Desde la perspectiva política, Guatemala se puede considerar un Estado fallido. Capturado por un grupo de delincuentes -denominado el “Pacto de Corruptos” por los alcances de sus abusos de poder- el país ha caído en picada en todos sus indicadores de desarrollo, considerados “daños colaterales” entre los políticos actuales. Esa nación, la más rica de Centroamérica, ha sido sistemáticamente saqueada durante las últimas administraciones, al punto de ocasionar daños irreparables, en especial entre los más jóvenes y desprotegidos. Con índices como el de coeficiente intelectual que la ubican en el puesto 196 -de entre 199 países- una de las tasas más bajas del mundo provocada por la desnutrición crónica, el desarrollo futuro de Guatemala es prácticamente inviable y sus niños, niñas y adolescentes enfrentan un futuro de miseria y privaciones de todo tipo. 

Mientras eso sucede a lo largo de su territorio, la casta política y la élite económica arrasan con todas las riquezas, convirtiendo a esa nación en una república bananera sin futuro y sin esperanzas de recuperación. De ahí la sorpresa que hoy mantiene en jaque a sus centros de poder: el surgimiento inesperado de Bernardo Arévalo De León en las elecciones del pasado mes, un candidato con fuerte vocación democrática cuya propuesta capturó los votos de una ciudadanía hastiada de los abusos y los engaños, y quien ¡oh, sorpresa! alcanzó el segundo lugar en los comicios.

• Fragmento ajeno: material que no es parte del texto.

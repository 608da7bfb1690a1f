pub mod connection;
pub mod errors;
pub mod read_ops;
pub mod write_ops;

pub use connection::*;
pub use errors::*;
pub use read_ops::*;
pub use write_ops::*;
use axum::extract::rejection::JsonRejection;
use axum::{extract::State, Json};
use tracing::info;

use crate::api::error::ApiResult;
use crate::api::handlers::signups::page_echo;
use crate::api::server::AppState;
use crate::db::read_ops::fetch_catalog;
use crate::domain::translate::translate_catalog_query;
use crate::domain::validate::{validate_catalog_query, ValidationError};
use crate::models::requests::CatalogQueryRequest;
use crate::models::responses::CatalogQueryResponse;
use crate::models::translation::format_catalog_entry;

#[tracing::instrument(skip(state, body))]
pub async fn query_catalog_handler(
    State(state): State<AppState>,
    body: Result<Json<CatalogQueryRequest>, JsonRejection>,
) -> ApiResult<Json<CatalogQueryResponse>> {
    let Json(request) = body.map_err(|_| ValidationError::InvalidRequestFormat)?;

    let query = validate_catalog_query(&request)?;
    let plan = translate_catalog_query(&query);
    let (rows, total) = fetch_catalog(&state.pool, &plan).await?;

    info!(total, returned = rows.len(), "Catalog query executed");

    let (page, page_size) = page_echo(query.page, rows.len());
    let data = rows
        .into_iter()
        .map(|row| format_catalog_entry(row, &state.vocabulary))
        .collect();

    Ok(Json(CatalogQueryResponse {
        data,
        total,
        page,
        page_size,
    }))
}
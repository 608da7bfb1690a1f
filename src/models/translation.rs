//! Row-to-response formatting. Pure: authoritative fields pass through
//! untouched, icons are derived from the injected vocabulary and never read
//! from storage.

use crate::domain::vocabulary::Vocabulary;
use crate::models::responses::{FormattedCatalogEntry, FormattedSignup, TaggedValue};
use crate::models::rows::{CatalogRow, SignupRow};

pub fn format_signup(row: SignupRow, vocab: &Vocabulary) -> FormattedSignup {
    let tempo_icon = vocab.tempo_icon(&row.tempo);
    let deity_icon = vocab.deity_icon(&row.diety);

    FormattedSignup {
        id: row.id,
        created_at: row.created_at,
        title: row.title,
        position: row.position,
        singer: row.singer,
        details: row.details,
        signed_up: row.signed_up,
        tempo: TaggedValue {
            value: row.tempo,
            icon: Some(tempo_icon.to_string()),
        },
        diety: TaggedValue {
            value: row.diety,
            icon: Some(deity_icon.to_string()),
        },
        offering_on: row.offering_on,
        offering_status: row.offering_status,
    }
}

pub fn format_catalog_entry(row: CatalogRow, vocab: &Vocabulary) -> FormattedCatalogEntry {
    let deity = row.diety.map(|value| {
        let icon = vocab.deity_icon_opt(&value).map(|i| i.to_string());
        TaggedValue { value, icon }
    });
    let tempo = row.tempo.map(|value| {
        let icon = vocab.tempo_icon_opt(&value).map(|i| i.to_string());
        TaggedValue { value, icon }
    });

    FormattedCatalogEntry {
        id: row.id,
        title: row.title,
        lyrics: row.lyrics,
        meaning: row.meaning,
        diety: deity,
        tempo,
        language: row.language,
        level: row.level,
        raga: row.raga,
        beat: row.beat,
        male_pitch: row.male_pitch,
        female_pitch: row.female_pitch,
        lyrics_link: row.lyrics_link,
        audio_link: row.audio_link,
    }
}
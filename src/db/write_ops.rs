use sqlx::PgPool;
use tracing::{debug, info};

use crate::db::errors::{DatabaseError, Result};
use crate::domain::validate::NewSignup;
use crate::models::rows::SignupRow;

/// Inserts a signup and returns the stored row. `signed_up` is written as
/// TRUE unconditionally, and the legacy icon columns are left untouched:
/// icons are derived at format time, never persisted.
#[tracing::instrument(skip(pool, new), fields(title = %new.title, singer = %new.singer))]
pub async fn insert_signup(pool: &PgPool, new: &NewSignup) -> Result<SignupRow> {
    debug!("Inserting signup");

    let row = sqlx::query_as::<_, SignupRow>(
        r#"
        INSERT INTO bhajan_signups
            (id, created_at, title, position, singer, details,
             signed_up, tempo, diety, offering_on, offering_status)
        VALUES
            (gen_random_uuid()::text, NOW(), $1, $2, $3, $4,
             TRUE, $5, $6, $7, $8)
        RETURNING
            id, created_at, title, position, singer, details,
            signed_up, tempo, diety, offering_on, offering_status
        "#,
    )
    .bind(&new.title)
    .bind(new.position)
    .bind(&new.singer)
    .bind(&new.details)
    .bind(new.tempo.as_str())
    .bind(new.deity.as_str())
    .bind(new.offering_on)
    .bind(new.offering_status.as_str())
    .fetch_one(pool)
    .await
    .map_err(DatabaseError::from_sqlx)?;

    info!(id = %row.id, "Inserted signup");
    Ok(row)
}
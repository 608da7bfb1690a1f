//! Coarse global request ceiling: one fixed window shared by all clients.
//! Not per-client fairness, just a throughput bound; everything over the
//! ceiling gets a uniform 429 until the window rolls over.

use std::sync::Mutex;
use std::time::{Duration, Instant};

use axum::{extract::State, middleware::Next, response::Response};

use crate::api::error::ApiError;
use crate::api::server::AppState;

#[derive(Debug)]
pub struct RateLimiter {
    max_requests: u32,
    window: Duration,
    state: Mutex<Window>,
}

#[derive(Debug)]
struct Window {
    started: Instant,
    count: u32,
}

impl RateLimiter {
    pub fn new(max_requests: u32, window: Duration) -> Self {
        Self {
            max_requests,
            window,
            state: Mutex::new(Window {
                started: Instant::now(),
                count: 0,
            }),
        }
    }

    pub fn try_acquire(&self) -> bool {
        self.try_acquire_at(Instant::now())
    }

    fn try_acquire_at(&self, now: Instant) -> bool {
        // A poisoned lock only means another thread panicked mid-update;
        // the window state is still usable, so keep serving
        let mut window = self.state.lock().unwrap_or_else(|e| e.into_inner());

        if now.duration_since(window.started) >= self.window {
            window.started = now;
            window.count = 0;
        }

        if window.count < self.max_requests {
            window.count += 1;
            true
        } else {
            false
        }
    }
}

pub async fn rate_limit_middleware(
    State(state): State<AppState>,
    request: axum::extract::Request,
    next: Next,
) -> Result<Response, ApiError> {
    if !state.rate_limiter.try_acquire() {
        return Err(ApiError::RateLimited);
    }
    Ok(next.run(request).await)
}
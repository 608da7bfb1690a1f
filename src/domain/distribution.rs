//! In-process grouping for the distribution reports.
//!
//! Output is zero-filled and enumeration-ordered: every known member
//! appears exactly once, in declaration order, so consumers can render a
//! complete chart without patching in missing categories.

use crate::domain::vocabulary::{Deity, Tempo};
use crate::models::rows::GroupingRow;

#[derive(Debug, Clone, PartialEq, Eq)]
pub struct DistributionEntry {
    pub value: &'static str,
    pub icon: &'static str,
    pub count: i64,
}

pub fn deity_distribution(rows: &[GroupingRow]) -> Vec<DistributionEntry> {
    let members: Vec<(&'static str, &'static str)> =
        Deity::ALL.iter().map(|d| (d.as_str(), d.icon())).collect();
    count_by_member(rows, &members)
}

pub fn tempo_distribution(rows: &[GroupingRow]) -> Vec<DistributionEntry> {
    let members: Vec<(&'static str, &'static str)> =
        Tempo::ALL.iter().map(|t| (t.as_str(), t.icon())).collect();
    count_by_member(rows, &members)
}

/// Counts signed-up rows per member. Rows whose value matches no member are
/// skipped silently (historical data may carry retired spellings).
fn count_by_member(
    rows: &[GroupingRow],
    members: &[(&'static str, &'static str)],
) -> Vec<DistributionEntry> {
    let mut counts = vec![0i64; members.len()];

    for row in rows {
        if !row.signed_up {
            continue;
        }
        let Some(value) = &row.value else { continue };
        if let Some(idx) = members.iter().position(|(name, _)| *name == value.as_str()) {
            counts[idx] += 1;
        }
    }

    members
        .iter()
        .zip(counts)
        .map(|(&(value, icon), count)| DistributionEntry { value, icon, count })
        .collect()
}

#[cfg(test)]
mod tests {
    use super::*;
    use pretty_assertions::assert_eq;

    fn row(value: &str, signed_up: bool) -> GroupingRow {
        GroupingRow {
            value: Some(value.to_string()),
            signed_up,
        }
    }

    #[test]
    fn test_every_member_present_in_enum_order_even_when_empty() {
        let entries = deity_distribution(&[]);

        assert_eq!(entries.len(), Deity::ALL.len());
        assert!(entries.iter().all(|e| e.count == 0));
        assert_eq!(entries[0].value, "Ganesha");
        assert_eq!(entries[7].value, "Sarva Dharma");
    }

    #[test]
    fn test_counts_only_signed_up_rows() {
        let rows = vec![
            row("Krishna", true),
            row("Krishna", true),
            row("Krishna", false),
            row("Rama", true),
        ];
        let entries = deity_distribution(&rows);

        let krishna = entries.iter().find(|e| e.value == "Krishna").unwrap();
        assert_eq!(krishna.count, 2);
        let rama = entries.iter().find(|e| e.value == "Rama").unwrap();
        assert_eq!(rama.count, 1);
    }

    #[test]
    fn test_unknown_values_are_silently_skipped() {
        let rows = vec![
            row("Fast", true),
            row("Adagio", true),
            GroupingRow {
                value: None,
                signed_up: true,
            },
        ];
        let entries = tempo_distribution(&rows);

        let total: i64 = entries.iter().map(|e| e.count).sum();
        assert_eq!(total, 1);
        assert_eq!(
            entries.iter().find(|e| e.value == "Fast").unwrap().count,
            1
        );
    }

    #[test]
    fn test_entries_carry_icons() {
        let entries = tempo_distribution(&[row("Fast", true)]);
        assert_eq!(entries[2].value, "Fast");
        assert_eq!(entries[2].icon, "🚀");
        assert_eq!(entries[0].icon, "🐢");
    }

    #[test]
    fn test_counts_sum_matches_known_signed_up_rows() {
        let rows = vec![
            row("Slow", true),
            row("Medium", true),
            row("Fast", true),
            row("Fast", true),
            row("Unknown", true),
            row("Slow", false),
        ];
        let entries = tempo_distribution(&rows);
        let total: i64 = entries.iter().map(|e| e.count).sum();
        assert_eq!(total, 4);
    }
}
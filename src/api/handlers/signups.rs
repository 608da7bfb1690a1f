use axum::extract::rejection::JsonRejection;
use axum::{extract::State, http::StatusCode, Json};
use serde_json::json;
use tracing::info;

use crate::api::error::ApiResult;
use crate::api::server::AppState;
use crate::domain::translate::{translate_signup_query, QueryPlan};
use crate::domain::validate::{
    validate_create, validate_signup_query, PageWindow, ValidationError,
};
use crate::db::read_ops::fetch_signups;
use crate::db::write_ops::insert_signup;
use crate::models::requests::{CreateSignupRequest, SignupQueryRequest};
use crate::models::responses::{CreateSignupResponse, SignupQueryResponse};
use crate::models::translation::format_signup;

#[tracing::instrument(skip(state, body))]
pub async fn query_signups_handler(
    State(state): State<AppState>,
    body: Result<Json<SignupQueryRequest>, JsonRejection>,
) -> ApiResult<Json<SignupQueryResponse>> {
    let Json(request) = body.map_err(|_| ValidationError::InvalidRequestFormat)?;

    let query = validate_signup_query(&request, &state.vocabulary)?;
    let plan = translate_signup_query(&query);
    let (rows, total) = fetch_signups(&state.pool, &plan).await?;

    info!(total, returned = rows.len(), "Signup query executed");

    let (page, page_size) = page_echo(query.page, rows.len());
    let debug = plan_debug(&plan);
    let data = rows
        .into_iter()
        .map(|row| format_signup(row, &state.vocabulary))
        .collect();

    Ok(Json(SignupQueryResponse {
        data,
        total,
        page,
        page_size,
        debug,
    }))
}

#[tracing::instrument(skip(state, body))]
pub async fn create_signup_handler(
    State(state): State<AppState>,
    body: Result<Json<CreateSignupRequest>, JsonRejection>,
) -> ApiResult<(StatusCode, Json<CreateSignupResponse>)> {
    let Json(request) = body.map_err(|_| ValidationError::InvalidRequestFormat)?;

    let new_signup = validate_create(&request, &state.vocabulary)?;
    let row = insert_signup(&state.pool, &new_signup).await?;

    info!(id = %row.id, "Signup created");

    let data = format_signup(row, &state.vocabulary);
    Ok((
        StatusCode::CREATED,
        Json(CreateSignupResponse {
            data,
            debug: json!({
                "table": crate::domain::translate::SIGNUPS_TABLE,
                "signedUpForced": true,
            }),
        }),
    ))
}

/// Page numbers echoed back to the client. When no pagination was
/// requested the whole result set is one page.
pub fn page_echo(page: Option<PageWindow>, returned: usize) -> (i64, i64) {
    match page {
        Some(window) => (window.page, window.page_size),
        None => (1, returned as i64),
    }
}

pub fn plan_debug(plan: &QueryPlan) -> serde_json::Value {
    json!({
        "table": plan.table,
        "appliedFilters": plan.filters.len(),
        "dayWindows": plan.ranges.len(),
        "sort": plan
            .order
            .map(|(column, order)| format!("{} {}", column, order.sql())),
    })
}

#[cfg(test)]
mod tests {
    use super::*;
    use pretty_assertions::assert_eq;

    #[test]
    fn test_page_echo_defaults_to_single_page() {
        assert_eq!(page_echo(None, 7), (1, 7));
        assert_eq!(
            page_echo(
                Some(PageWindow {
                    page: 4,
                    page_size: 25
                }),
                25
            ),
            (4, 25)
        );
    }

    #[test]
    fn test_plan_debug_reports_constraints() {
        let query = crate::domain::validate::SignupQuery {
            singer: Some("asha".to_string()),
            ..Default::default()
        };
        let plan = translate_signup_query(&query);
        let debug = plan_debug(&plan);

        assert_eq!(debug["table"], "bhajan_signups");
        assert_eq!(debug["appliedFilters"], 1);
        assert_eq!(debug["sort"], "created_at ASC");
    }
}
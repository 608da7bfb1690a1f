pub mod requests;
pub mod responses;
pub mod rows;
pub mod translation;

pub use requests::*;
pub use responses::*;
pub use rows::*;
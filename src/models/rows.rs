//! Raw database rows, mapped 1:1 onto the hosted tables.

use chrono::{DateTime, Utc};
use sqlx::FromRow;

/// `bhajan_signups` table. The table also carries legacy `tempo_icon` and
/// `diety_icon` columns; they are never selected — icons are derived at the
/// formatting boundary so the stored copies cannot drift into responses.
#[derive(Debug, Clone, FromRow)]
pub struct SignupRow {
    pub id: String,
    pub created_at: DateTime<Utc>,
    pub title: Option<String>,
    pub position: i32,
    pub singer: Option<String>,
    pub details: Option<String>,
    pub signed_up: bool,
    pub tempo: String,
    pub diety: String,
    pub offering_on: Option<DateTime<Utc>>,
    pub offering_status: String,
}

pub const SIGNUP_COLUMNS: &str = "id, created_at, title, position, singer, details, \
     signed_up, tempo, diety, offering_on, offering_status";

/// `bhajans` catalog table. Deity and tempo are free text here, not
/// enum-constrained.
#[derive(Debug, Clone, FromRow)]
pub struct CatalogRow {
    pub id: String,
    pub title: String,
    pub lyrics: Option<String>,
    pub meaning: Option<String>,
    pub diety: Option<String>,
    pub tempo: Option<String>,
    pub language: Option<String>,
    pub level: Option<String>,
    pub raga: Option<String>,
    pub beat: Option<String>,
    pub male_pitch: Option<String>,
    pub female_pitch: Option<String>,
    pub lyrics_link: Option<String>,
    pub audio_link: Option<String>,
}

pub const CATALOG_COLUMNS: &str = "id, title, lyrics, meaning, diety, tempo, language, \
     level, raga, beat, male_pitch, female_pitch, lyrics_link, audio_link";

/// Projection used by the distribution reports: the grouping column aliased
/// to `value`, plus the signed-up flag.
#[derive(Debug, Clone, FromRow)]
pub struct GroupingRow {
    pub value: Option<String>,
    pub signed_up: bool,
}
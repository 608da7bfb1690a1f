//! Translation from validated queries to an ordered constraint plan. The
//! plan is datastore-agnostic: rendering it into SQL lives in the db layer.
//!
//! The operator for each filterable column is fixed here at definition
//! time. `singer` (and the catalog's `title`) match by case-insensitive
//! substring; everything else is an exact match. Requests cannot choose
//! operators or introduce columns.

use chrono::{DateTime, NaiveDate, Utc};

use crate::domain::validate::{CatalogQuery, DateFilter, SignupQuery};
use crate::domain::vocabulary::SortOrder;

pub const SIGNUPS_TABLE: &str = "bhajan_signups";
pub const CATALOG_TABLE: &str = "bhajans";

#[derive(Debug, Clone, Copy, PartialEq, Eq)]
pub enum FilterOp {
    Equals,
    ContainsInsensitive,
}

#[derive(Debug, Clone, PartialEq)]
pub enum BindValue {
    Text(String),
    Bool(bool),
    Timestamp(DateTime<Utc>),
}

#[derive(Debug, Clone, PartialEq)]
pub struct FilterClause {
    pub column: &'static str,
    pub op: FilterOp,
    pub value: BindValue,
}

/// Inclusive timestamp range, used for whole-day matching.
#[derive(Debug, Clone, Copy, PartialEq)]
pub struct RangeClause {
    pub column: &'static str,
    pub from: DateTime<Utc>,
    pub to: DateTime<Utc>,
}

#[derive(Debug, Clone, Copy, PartialEq, Eq)]
pub struct PageClause {
    pub offset: i64,
    pub limit: i64,
}

/// The ordered constraints of one query. The same plan renders both the
/// page fetch and the total-count query (the count ignores order and
/// pagination).
#[derive(Debug, Clone, PartialEq)]
pub struct QueryPlan {
    pub table: &'static str,
    pub filters: Vec<FilterClause>,
    pub ranges: Vec<RangeClause>,
    pub order: Option<(&'static str, SortOrder)>,
    pub page: Option<PageClause>,
}

impl QueryPlan {
    fn new(table: &'static str) -> Self {
        Self {
            table,
            filters: Vec::new(),
            ranges: Vec::new(),
            order: None,
            page: None,
        }
    }

    fn equals(&mut self, column: &'static str, value: BindValue) {
        self.filters.push(FilterClause {
            column,
            op: FilterOp::Equals,
            value,
        });
    }

    fn contains(&mut self, column: &'static str, needle: &str) {
        self.filters.push(FilterClause {
            column,
            op: FilterOp::ContainsInsensitive,
            value: BindValue::Text(format!("%{}%", needle)),
        });
    }

    fn date(&mut self, column: &'static str, filter: DateFilter) {
        match filter {
            DateFilter::At(ts) => self.equals(column, BindValue::Timestamp(ts)),
            DateFilter::Day(day) => {
                let (from, to) = day_window(day);
                self.ranges.push(RangeClause { column, from, to });
            }
        }
    }
}

/// Inclusive bounds of one calendar day: `[00:00:00, 23:59:59]` UTC.
pub fn day_window(day: NaiveDate) -> (DateTime<Utc>, DateTime<Utc>) {
    let from = day
        .and_hms_opt(0, 0, 0)
        .expect("midnight is a valid time")
        .and_utc();
    let to = day
        .and_hms_opt(23, 59, 59)
        .expect("23:59:59 is a valid time")
        .and_utc();
    (from, to)
}

pub fn translate_signup_query(query: &SignupQuery) -> QueryPlan {
    let mut plan = QueryPlan::new(SIGNUPS_TABLE);

    if let Some(deity) = query.deity {
        plan.equals("diety", BindValue::Text(deity.as_str().to_string()));
    }
    if let Some(tempo) = query.tempo {
        plan.equals("tempo", BindValue::Text(tempo.as_str().to_string()));
    }
    if let Some(status) = query.offering_status {
        plan.equals(
            "offering_status",
            BindValue::Text(status.as_str().to_string()),
        );
    }
    if let Some(signed_up) = query.signed_up {
        plan.equals("signed_up", BindValue::Bool(signed_up));
    }
    if let Some(singer) = &query.singer {
        plan.contains("singer", singer);
    }
    if let Some(filter) = query.created_at {
        plan.date("created_at", filter);
    }
    if let Some(filter) = query.offering_on {
        plan.date("offering_on", filter);
    }

    plan.order = match query.sort {
        Some((field, order)) => Some((field.column(), order)),
        // Deterministic default so repeated queries page identically
        None => Some(("created_at", SortOrder::Asc)),
    };

    plan.page = query.page.map(|p| PageClause {
        offset: p.offset(),
        limit: p.limit(),
    });

    plan
}

pub fn translate_catalog_query(query: &CatalogQuery) -> QueryPlan {
    let mut plan = QueryPlan::new(CATALOG_TABLE);

    if let Some(title) = &query.title {
        plan.contains("title", title);
    }
    if let Some(deity) = &query.deity {
        plan.equals("diety", BindValue::Text(deity.clone()));
    }
    if let Some(tempo) = &query.tempo {
        plan.equals("tempo", BindValue::Text(tempo.clone()));
    }
    if let Some(language) = &query.language {
        plan.equals("language", BindValue::Text(language.clone()));
    }
    if let Some(level) = &query.level {
        plan.equals("level", BindValue::Text(level.clone()));
    }

    plan.order = Some(("title", SortOrder::Asc));
    plan.page = query.page.map(|p| PageClause {
        offset: p.offset(),
        limit: p.limit(),
    });

    plan
}

/// Plan for the distribution endpoints: an optional whole-day constraint on
/// `offering_on`, no ordering, no pagination (counting happens in process).
pub fn translate_distribution(day: Option<NaiveDate>) -> QueryPlan {
    let mut plan = QueryPlan::new(SIGNUPS_TABLE);
    if let Some(day) = day {
        let (from, to) = day_window(day);
        plan.ranges.push(RangeClause {
            column: "offering_on",
            from,
            to,
        });
    }
    plan
}
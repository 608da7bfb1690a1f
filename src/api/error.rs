use axum::{
    http::StatusCode,
    response::{IntoResponse, Response},
    Json,
};
use serde::Serialize;
use std::fmt;

use crate::db::DatabaseError;
use crate::domain::validate::ValidationError;

#[derive(Debug)]
pub enum ApiError {
    Validation(ValidationError),
    Conflict(String),
    Database(String),
    Internal(String),
    RateLimited,
}

impl fmt::Display for ApiError {
    fn fmt(&self, f: &mut fmt::Formatter<'_>) -> fmt::Result {
        match self {
            ApiError::Validation(err) => write!(f, "Validation error: {}", err),
            ApiError::Conflict(msg) => write!(f, "Conflict: {}", msg),
            ApiError::Database(msg) => write!(f, "Database error: {}", msg),
            ApiError::Internal(msg) => write!(f, "Internal error: {}", msg),
            ApiError::RateLimited => write!(f, "Rate limit exceeded"),
        }
    }
}

impl std::error::Error for ApiError {}

#[derive(Serialize)]
struct ErrorResponse {
    error: &'static str,
    message: String,
    #[serde(skip_serializing_if = "Option::is_none")]
    field: Option<String>,
    #[serde(skip_serializing_if = "Option::is_none")]
    allowed: Option<Vec<String>>,
    #[serde(skip_serializing_if = "Option::is_none")]
    missing: Option<Vec<String>>,
}

impl ErrorResponse {
    fn new(error: &'static str, message: String) -> Self {
        Self {
            error,
            message,
            field: None,
            allowed: None,
            missing: None,
        }
    }
}

impl IntoResponse for ApiError {
    fn into_response(self) -> Response {
        let (status, body) = match self {
            ApiError::Validation(err) => (StatusCode::BAD_REQUEST, validation_body(err)),
            ApiError::Conflict(msg) => (
                StatusCode::CONFLICT,
                ErrorResponse::new("duplicate_entry", msg),
            ),
            ApiError::Database(msg) => (
                StatusCode::INTERNAL_SERVER_ERROR,
                ErrorResponse::new("database_error", msg),
            ),
            ApiError::Internal(msg) => (
                StatusCode::INTERNAL_SERVER_ERROR,
                ErrorResponse::new("internal_error", msg),
            ),
            ApiError::RateLimited => (
                StatusCode::TOO_MANY_REQUESTS,
                ErrorResponse::new("rate_limited", "Too many requests".to_string()),
            ),
        };

        (status, Json(body)).into_response()
    }
}

/// Validation failures carry the violated rule and, where it exists, the
/// full legal value set. Never a generic message when a specific one is
/// available.
fn validation_body(err: ValidationError) -> ErrorResponse {
    let message = err.to_string();
    match err {
        ValidationError::InvalidRequestFormat => {
            ErrorResponse::new("invalid_request_format", message)
        }
        ValidationError::InvalidEnumValue { field, allowed, .. } => ErrorResponse {
            field: Some(field.to_string()),
            allowed: Some(allowed),
            ..ErrorResponse::new("invalid_enum_value", message)
        },
        ValidationError::InvalidDateFormat { field, .. } => ErrorResponse {
            field: Some(field.to_string()),
            ..ErrorResponse::new("invalid_date_format", message)
        },
        ValidationError::InvalidType { field, .. } => ErrorResponse {
            field: Some(field.to_string()),
            ..ErrorResponse::new("invalid_type", message)
        },
        ValidationError::InvalidPagination { .. } => {
            ErrorResponse::new("invalid_pagination", message)
        }
        ValidationError::InvalidSortField { allowed, .. } => ErrorResponse {
            allowed: Some(allowed),
            ..ErrorResponse::new("invalid_sort_field", message)
        },
        ValidationError::InvalidSortOrder { .. } => {
            ErrorResponse::new("invalid_sort_order", message)
        }
        ValidationError::MissingRequiredFields { fields } => ErrorResponse {
            missing: Some(fields),
            ..ErrorResponse::new("missing_required_fields", message)
        },
    }
}

impl From<ValidationError> for ApiError {
    fn from(err: ValidationError) -> Self {
        ApiError::Validation(err)
    }
}

impl From<DatabaseError> for ApiError {
    fn from(err: DatabaseError) -> Self {
        match err {
            DatabaseError::UniqueViolation(msg) => ApiError::Conflict(msg),
            other => ApiError::Database(other.to_string()),
        }
    }
}

pub type ApiResult<T> = Result<T, ApiError>;

#[cfg(test)]
mod tests {
    use super::*;
    use axum::http::StatusCode;

    fn status_of(err: ApiError) -> StatusCode {
        err.into_response().status()
    }

    #[test]
    fn test_status_mapping() {
        assert_eq!(
            status_of(ApiError::Validation(ValidationError::InvalidRequestFormat)),
            StatusCode::BAD_REQUEST
        );
        assert_eq!(
            status_of(ApiError::Conflict("dup".to_string())),
            StatusCode::CONFLICT
        );
        assert_eq!(
            status_of(ApiError::Database("down".to_string())),
            StatusCode::INTERNAL_SERVER_ERROR
        );
        assert_eq!(status_of(ApiError::RateLimited), StatusCode::TOO_MANY_REQUESTS);
    }

    #[test]
    fn test_unique_violation_becomes_conflict() {
        let err: ApiError = DatabaseError::UniqueViolation("duplicate key".to_string()).into();
        assert!(matches!(err, ApiError::Conflict(_)));

        let err: ApiError =
            DatabaseError::ConnectionError("pool exhausted".to_string()).into();
        assert!(matches!(err, ApiError::Database(_)));
    }

    #[test]
    fn test_enum_violation_body_lists_legal_values() {
        let body = validation_body(ValidationError::InvalidEnumValue {
            field: "tempo",
            value: "Allegro".to_string(),
            allowed: vec!["Slow".to_string(), "Medium".to_string(), "Fast".to_string()],
        });

        assert_eq!(body.error, "invalid_enum_value");
        assert_eq!(body.field.as_deref(), Some("tempo"));
        assert_eq!(body.allowed.as_ref().map(|a| a.len()), Some(3));
    }

    #[test]
    fn test_missing_fields_body_lists_every_field() {
        let body = validation_body(ValidationError::MissingRequiredFields {
            fields: vec!["singer".to_string(), "offering_on".to_string()],
        });

        assert_eq!(body.error, "missing_required_fields");
        assert_eq!(
            body.missing,
            Some(vec!["singer".to_string(), "offering_on".to_string()])
        );
    }
}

En un incesante tráfago de maniobras ilegales, el actual Presidente y sus aliados intentan frenar el posible y más que probable arribo de Arévalo a la primera magistratura, conscientes de que a partir de ese momento se verán enfrentados a la acción de la justicia; sus cómplices perderán el poder que hoy detentan de manera ilegítima y se iniciará una etapa plagada de obstáculos hacia el retorno de la institucionalidad perdida. 

Todo lo anterior representa una amenaza de tal calibre para quienes hoy detentan el poder, como para temer actos desesperados y violentos por parte de quienes se ven hoy enfrentados a la posibilidad de perderlo todo. Este potencial escenario podría ocasionar un quiebre rotundo en la historia reciente de ese país, el cual ha sufrido ya los estragos de la guerra interna, de los abusos de sus castas privilegiadas y de la represión por parte de sus cuerpos armados. 

Guatemala tiene el derecho de decidir su destino sin amenazas y con la legitimidad que le otorga su texto constitucional. Ningún delincuente mareado de poder debería tener la potestad de frenar el curso de su historia y, menos aún, de privar a sus habitantes de un futuro lleno de esperanzas. Tampoco la tiene una élite económica ciega y voraz, cuyo destino depende de una sociedad saludable y productiva.

Guatemala se debate entre la dictadura y una posible restitución de la democracia plena.